AVEZZANO. «Città relegata all’estrema periferia della politica che conta e che decide». Per «rompere gli schemi» e «riconquistare un pizzico di autonomia decisionale», anche in prospettiva delle...
AVEZZANO. «Città relegata all’estrema periferia della politica che conta e che decide». Per «rompere gli schemi» e «riconquistare un pizzico di autonomia decisionale», anche in prospettiva delle possibili elezioni politiche, «affinché nella Marsica corrano i marsicani», nel clima ferragostano segnato perlopiù dalle chiacchiere sotto l’ombrellone, l’ex coordinatore regionale di Forza Italia, Maurizio Bianchini, che alle Regionali si è avvicinato alle posizioni di Fratelli d’Italia, sostenendo Guido Liris, «insieme a un gruppo di persone legate alla città e lontani da interessi strettamente personali e di poltrone, spinge nell’agorà della politica cittadina “L’altra Avezzano”, puntando a fare gioco di squadra con la società civile per poi designare un candidato a sindaco in grado di fare la sintesi. «Stiamo lavorando per il rilancio della città», afferma l’ex vicecoordinatore regionale forzista, «perché Avezzano riconquisti lo spazio che merita nel panorama politico a tutti i livelli e torni a essere una piazza di confronto sereno e propositivo nei rapporti politici che da troppo tempo sono stati logorati dall’arroganza e dai personalismi di alcuni singoli soggetti. Operazione che non è alla portata degli attuali soggetti politici messi alla guida del centrodestra cittadino».

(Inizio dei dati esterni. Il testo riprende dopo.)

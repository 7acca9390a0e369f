/*!
 * Workload Generator
 * Random process descriptors for demos and benchmarks
 */

use super::{to_csv, WorkloadError, WorkloadResult};
use crate::core::limits::{
    WORKLOAD_ARRIVAL_RANGE, WORKLOAD_MEMORY_RANGE, WORKLOAD_PROCESS_RANGE, WORKLOAD_ROUNDING,
    WORKLOAD_RUN_RANGE,
};
use crate::core::types::{Pid, Size, Tick};
use crate::process::ProcessSpec;
use rand::Rng;
use std::path::{Path, PathBuf};
use tracing::info;

/// Inclusive value ranges for generated workloads
#[derive(Debug, Clone, Copy, PartialEq, Eq)]
pub struct WorkloadParams {
    pub processes: (u32, u32),
    pub memory: (Size, Size),
    pub arrival: (Tick, Tick),
    pub run_length: (Tick, Tick),
    /// Memory, arrival and run length are rounded down to a multiple of this
    pub rounding: u64,
}

impl Default for WorkloadParams {
    fn default() -> Self {
        Self {
            processes: WORKLOAD_PROCESS_RANGE,
            memory: WORKLOAD_MEMORY_RANGE,
            arrival: WORKLOAD_ARRIVAL_RANGE,
            run_length: WORKLOAD_RUN_RANGE,
            rounding: WORKLOAD_ROUNDING,
        }
    }
}

#[inline]
fn round_down(value: u64, step: u64) -> u64 {
    if step <= 1 {
        value
    } else {
        value / step * step
    }
}

/// Draw one workload; IDs are assigned in line order starting at zero
pub fn generate_workload<R>(rng: &mut R, params: &WorkloadParams) -> Vec<ProcessSpec>
where
    R: Rng + ?Sized,
{
    let count = rng.gen_range(params.processes.0..=params.processes.1);

    (0..count)
        .map(|id: Pid| {
            let memory = rng.gen_range(params.memory.0..=params.memory.1) as u64;
            let arrival = rng.gen_range(params.arrival.0..=params.arrival.1);
            let run_length = rng.gen_range(params.run_length.0..=params.run_length.1);
            ProcessSpec::new(
                id,
                round_down(memory, params.rounding) as Size,
                round_down(arrival, params.rounding),
                round_down(run_length, params.rounding),
            )
        })
        .collect()
}

/// Write `files` generated workloads as `demo_<i>.txt` under `dir`
pub fn write_workload_files<R: Rng + ?Sized>(
    rng: &mut R,
    params: &WorkloadParams,
    dir: impl AsRef<Path>,
    files: usize,
) -> WorkloadResult<Vec<PathBuf>> {
    let dir = dir.as_ref();
    std::fs::create_dir_all(dir).map_err(|source| WorkloadError::Io {
        path: dir.to_path_buf(),
        source,
    })?;

    let mut written = Vec::with_capacity(files);
    for i in 0..files {
        let path = dir.join(format!("demo_{}.txt", i));
        let specs = generate_workload(rng, params);
        std::fs::write(&path, to_csv(&specs)).map_err(|source| WorkloadError::Io {
            path: path.clone(),
            source,
        })?;
        info!(path = %path.display(), processes = specs.len(), "Wrote workload");
        written.push(path);
    }
    Ok(written)
}
/*!
 * Shared Simulation
 * Thread-safe handle that serializes the simulation per tick
 *
 * Coalescing and compaction rewrite the whole partition, so a tick's
 * admission and execution passes always run under one exclusive lock.
 * Multi-tick requests take the lock once per tick, letting concurrent
 * callers interleave between ticks but never inside one.
 */

use super::{RunReport, Simulation, Snapshot, Summary};
use crate::scheduler::{SchedulerResult, StepReport};
use parking_lot::Mutex;
use std::sync::Arc;

/// Cloneable handle to a simulation shared between threads
#[derive(Debug, Clone)]
pub struct SharedSimulation {
    inner: Arc<Mutex<Simulation>>,
}

impl SharedSimulation {
    pub fn new(simulation: Simulation) -> Self {
        Self {
            inner: Arc::new(Mutex::new(simulation)),
        }
    }

    pub fn step_once(&self) -> SchedulerResult<StepReport> {
        self.inner.lock().step_once()
    }

    /// Run up to `steps` ticks, locking once per tick
    ///
    /// Unlike `Simulation::run` the lock is released between ticks, so other
    /// handles can step or snapshot in between.
    pub fn run(&self, steps: u64) -> SchedulerResult<RunReport> {
        let mut report = RunReport::default();
        for _ in 0..steps {
            let mut sim = self.inner.lock();
            if sim.is_complete() {
                break;
            }
            report.steps.push(sim.step_once()?);
        }

        let sim = self.inner.lock();
        report.time = sim.time();
        report.complete = sim.is_complete();
        Ok(report)
    }

    pub fn is_complete(&self) -> bool {
        self.inner.lock().is_complete()
    }

    pub fn snapshot(&self) -> Snapshot {
        self.inner.lock().snapshot()
    }

    pub fn summary(&self) -> Summary {
        self.inner.lock().summary()
    }

    /// Run a closure against the simulation under the lock
    pub fn with<R>(&self, f: impl FnOnce(&Simulation) -> R) -> R {
        f(&self.inner.lock())
    }
}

Gli interlocutori privilegiati del cartello elettorale sganciato dai partiti tradizionali del centrodestra saranno i «commercianti, gli imprenditori, i professionisti, le espressioni delle rappresentanze associative di volontariato e delle associazioni no profit. L’obiettivo finale dell’iniziativa», chiosa Bianchini, «è quello di costituire un gruppo alternativo e di proposta con liste civiche aperte per mettere insieme un programma elettorale credibile per le elezioni amministrative con il logo di coalizione chiamato L’altra Avezzano».
Per l’ex coordinatore regionale del centrodestra, nonché assessore con la vecchia giunta targata Antonio Floris, quindi, il nuovo corso per la città capoluogo della Marsica non passa sotto le bandiere dei partiti tradizionali del centrodestra, ma attraverso un cartello elettorale di liste civiche, con un obiettivo ben chiaro: «Uscire dal pesante cono d’ombra degli aquilani per riportare in alto la bandiera del popolo marso».
La partita anticipata delle amministrative di primavera, quindi, si combatterà anche su chi opta chiaramente per l’autodeterminazione di Avezzano e la Marsica, uscite molto ridimensionate alle ultime elezioni regionali: soltanto tre consiglieri, di cui uno nelle vesti di supplente.
La corsa, però, è lunga, mentre nell’elenco dei papabili o aspiranti sindaci di Avezzano arrivano altri nomi, da Bruno Di Cola ad Antonio Morgante, passando per Gino Milano. (m.s.)